Thanksgiving Through The Eyes Of A Yorkshire Girl


When I was growing up in Yorkshire, the holiday season always centered upon Christmas and Boxing Day with New Year’s Eve thrown in for good measure.  Certainly I had heard of Thanksgiving in America.  And the concept for such a holiday sounded rather pleasant, even festive.  However, until I married an American and moved to New York to experience it myself, this fabled holiday was nothing I could ever have imagined.

What separates Thanksgiving from the rest of the holiday season is the absolute sincerity of the day.  Unlike the commercialism of the modern-day Christmas, Thanksgiving is about families, friends and a celebration of a way of life.  Sure, Thanksgiving has the Macy’s Parade and marks the unofficial start of the holiday shopping season.  But it possesses a warmth and homely quality that holds strong appeal to an English woman at heart.

To begin with, much of the holiday revolves around the kitchen.  For days, if not weeks prior to the big day, families start preparing for the year’s most elaborate feast.  From essentials such as the traditional turkey and cranberry sauce, down to the desserts, the mere planning of the menu can make one’s mouth water and the stomach growl with anticipation.

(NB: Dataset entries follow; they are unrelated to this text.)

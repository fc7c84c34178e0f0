//! Core error types for Periscope

use std::path::PathBuf;
use thiserror::Error;

/// Top-level error type for the Periscope ecosystem
#[derive(Error, Debug)]
pub enum PeriError {
    /// Connection error
    #[error("Connection error: {0}")]
    Connection(#[from] ConnectionError),

    /// Configuration error
    #[error("Configuration error: {0}")]
    Config(#[from] ConfigError),

    /// I/O error
    #[error("I/O error: {0}")]
    Io(#[from] std::io::Error),
}

/// Connection-related errors surfaced by a realtime client
#[derive(Error, Debug)]
pub enum ConnectionError {
    /// Credential was rejected by the endpoint
    #[error("Authentication failed")]
    AuthenticationFailed,

    /// Endpoint refused or could not be reached
    #[error("Connection refused: {0}")]
    ConnectionRefused(String),

    /// Connection dropped mid-stream
    #[error("Connection lost: {0}")]
    ConnectionLost(String),

    /// Operation attempted on a closed client
    #[error("Client is closed")]
    Closed,

    /// Command could not be delivered
    #[error("Send failed: {0}")]
    SendFailed(String),
}

/// Configuration-related errors
#[derive(Error, Debug)]
pub enum ConfigError {
    /// Config file not found
    #[error("Config file not found: {0}")]
    NotFound(PathBuf),

    /// Invalid configuration
    #[error("Invalid config: {0}")]
    Invalid(String),

    /// TOML parse error
    #[error("TOML parse error: {0}")]
    Parse(#[from] toml::de::Error),

    /// TOML serialize error
    #[error("TOML serialize error: {0}")]
    Serialize(#[from] toml::ser::Error),
}
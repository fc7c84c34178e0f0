//! Session identifier and snapshot types

use serde::{Deserialize, Serialize};
use std::fmt;

/// Unique identifier for an agent session
///
/// Session ids are opaque strings issued by the machine's daemon; the client
/// never parses or generates them.
#[derive(Debug, Clone, PartialEq, Eq, Hash, Serialize, Deserialize)]
pub struct SessionId(pub String);

impl SessionId {
    /// Create a new session ID
    pub fn new(id: impl Into<String>) -> Self {
        Self(id.into())
    }

    /// Get the raw ID string
    pub fn as_str(&self) -> &str {
        &self.0
    }
}

impl fmt::Display for SessionId {
    fn fmt(&self, f: &mut fmt::Formatter<'_>) -> fmt::Result {
        write!(f, "{}", self.0)
    }
}

impl From<String> for SessionId {
    fn from(s: String) -> Self {
        Self(s)
    }
}

impl From<&str> for SessionId {
    fn from(s: &str) -> Self {
        Self(s.to_string())
    }
}

/// Lifecycle status of an agent session as reported by its daemon
#[derive(Debug, Clone, Copy, PartialEq, Eq, Serialize, Deserialize)]
#[serde(rename_all = "snake_case")]
pub enum SessionStatus {
    /// Session is starting up
    Starting,
    /// Agent is actively working
    Running,
    /// Agent is waiting for a user message
    WaitingForInput,
    /// Agent is blocked on a permission request
    WaitingForApproval,
    /// Session finished successfully
    Completed,
    /// Session finished with an error
    Failed,
}

impl fmt::Display for SessionStatus {
    fn fmt(&self, f: &mut fmt::Formatter<'_>) -> fmt::Result {
        match self {
            SessionStatus::Starting => write!(f, "starting"),
            SessionStatus::Running => write!(f, "running"),
            SessionStatus::WaitingForInput => write!(f, "waiting_for_input"),
            SessionStatus::WaitingForApproval => write!(f, "waiting_for_approval"),
            SessionStatus::Completed => write!(f, "completed"),
            SessionStatus::Failed => write!(f, "failed"),
        }
    }
}

/// One entry of a machine's session-list snapshot
#[derive(Debug, Clone, PartialEq, Eq, Serialize, Deserialize)]
pub struct SessionInfo {
    /// Session identifier
    pub id: SessionId,
    /// Current status
    pub status: SessionStatus,
    /// Human-readable title, if the daemon assigned one
    pub title: Option<String>,
}
//! Auto-approval engine
//!
//! Consults the user's policy on every permission request and schedules an
//! approval exactly once per tool call. The approval is dispatched after a
//! short fixed delay rather than inside the event-handling tick, so the UI
//! can render the pending state first.
//!
//! Best-effort by design: an approval scheduled but not yet fired is lost on
//! process exit, and disconnecting a machine does not cancel its pending
//! timers; the delayed dispatch simply finds no connection and drops.

use std::collections::HashSet;
use std::sync::{Arc, Mutex};
use std::time::SystemTime;

use peri_protocol::PermissionRequest;

use crate::state::SupervisorState;

/// Dedup state for auto-approvals
///
/// A tool call is approved at most once per process lifetime, tracked in a
/// bounded seen-set. When the set outgrows its cap it is cleared whole,
/// trading a theoretical re-approval after eviction for bounded memory under
/// long-lived sessions.
pub struct ApprovalEngine {
    seen: Mutex<HashSet<String>>,
    cap: usize,
}

impl ApprovalEngine {
    /// Create an engine with the given seen-set capacity
    pub fn new(cap: usize) -> Self {
        Self {
            seen: Mutex::new(HashSet::new()),
            cap,
        }
    }

    /// Record a tool call as actioned
    ///
    /// Returns `false` when the tool call was already seen (duplicate
    /// delivery of the same event).
    pub fn mark_seen(&self, tool_call_id: &str) -> bool {
        let mut seen = self.seen.lock().unwrap();
        if seen.contains(tool_call_id) {
            return false;
        }
        if seen.len() >= self.cap {
            tracing::info!("Approval seen-set reached {} entries, clearing", seen.len());
            seen.clear();
        }
        seen.insert(tool_call_id.to_string());
        true
    }

    /// Number of tracked tool calls
    pub fn seen_count(&self) -> usize {
        self.seen.lock().unwrap().len()
    }
}

/// Handle a permission request delivered by the event router
///
/// Synchronous policy and dedup checks; the approval itself is scheduled on
/// a timer, never inlined into the router's tick.
pub fn handle_permission_request(state: &Arc<SupervisorState>, request: PermissionRequest) {
    if request.is_expired(SystemTime::now()) {
        tracing::debug!(
            "Permission request {} already expired, ignoring",
            request.request_id
        );
        return;
    }

    if !state.preferences.should_auto_approve(request.risk_level) {
        return;
    }

    if !state.approvals.mark_seen(&request.tool_call_id) {
        tracing::debug!(
            "Tool call {} already actioned, ignoring duplicate",
            request.tool_call_id
        );
        return;
    }

    tracing::info!(
        "Auto-approving {} tool call {} in {:?}",
        request.risk_level,
        request.tool_call_id,
        state.config.approval_delay
    );

    let state = Arc::clone(state);
    tokio::spawn(async move {
        tokio::time::sleep(state.config.approval_delay).await;
        state
            .approve_tool_call(
                &request.session_id,
                &request.request_id,
                &request.tool_call_id,
            )
            .await;
    });
}

#[cfg(test)]
mod tests {
    use super::*;

    #[test]
    fn test_mark_seen_once() {
        let engine = ApprovalEngine::new(10);
        assert!(engine.mark_seen("tc1"));
        assert!(!engine.mark_seen("tc1"));
        assert!(engine.mark_seen("tc2"));
    }

    #[test]
    fn test_seen_set_clears_at_cap() {
        let engine = ApprovalEngine::new(3);
        assert!(engine.mark_seen("tc1"));
        assert!(engine.mark_seen("tc2"));
        assert!(engine.mark_seen("tc3"));
        assert_eq!(engine.seen_count(), 3);

        // Cap reached: the whole set is evicted before the new entry
        assert!(engine.mark_seen("tc4"));
        assert_eq!(engine.seen_count(), 1);

        // Accepted trade-off: an evicted id can be approved again
        assert!(engine.mark_seen("tc1"));
    }
}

For a personal English touch to the festivities, I’ve come to add a bit of my favorites to the menu, such as a warm Yorkshire pudding as a first course and stewed apples with the turkey.  No doubt, all who have blended into the great melting pot add a bit of international flavor to the time-honored American customs, which only underscores the motive behind the celebration.

Then there is the guest list.  Choosing the names who will share your Thanksgiving table is akin to making a personal who’s who list of the most treasured people in your life.  Whether it be friends – old or new, close family – or extended, no Turkey-day table is complete without those most cherished.

And finally, as we gather round our lavish tables to enjoy the banquet, there is the simple, eloquent reason as to why we celebrate.  Raising a glass, we toast to our freedom, our history and our way of life.  We give thanks for all that is good in our lives.  And we offer appreciation for our ability to enjoy our blessings in light of all that is going on in the crazy world around us.

For me, Thanksgiving has become my favorite day on the American calendar.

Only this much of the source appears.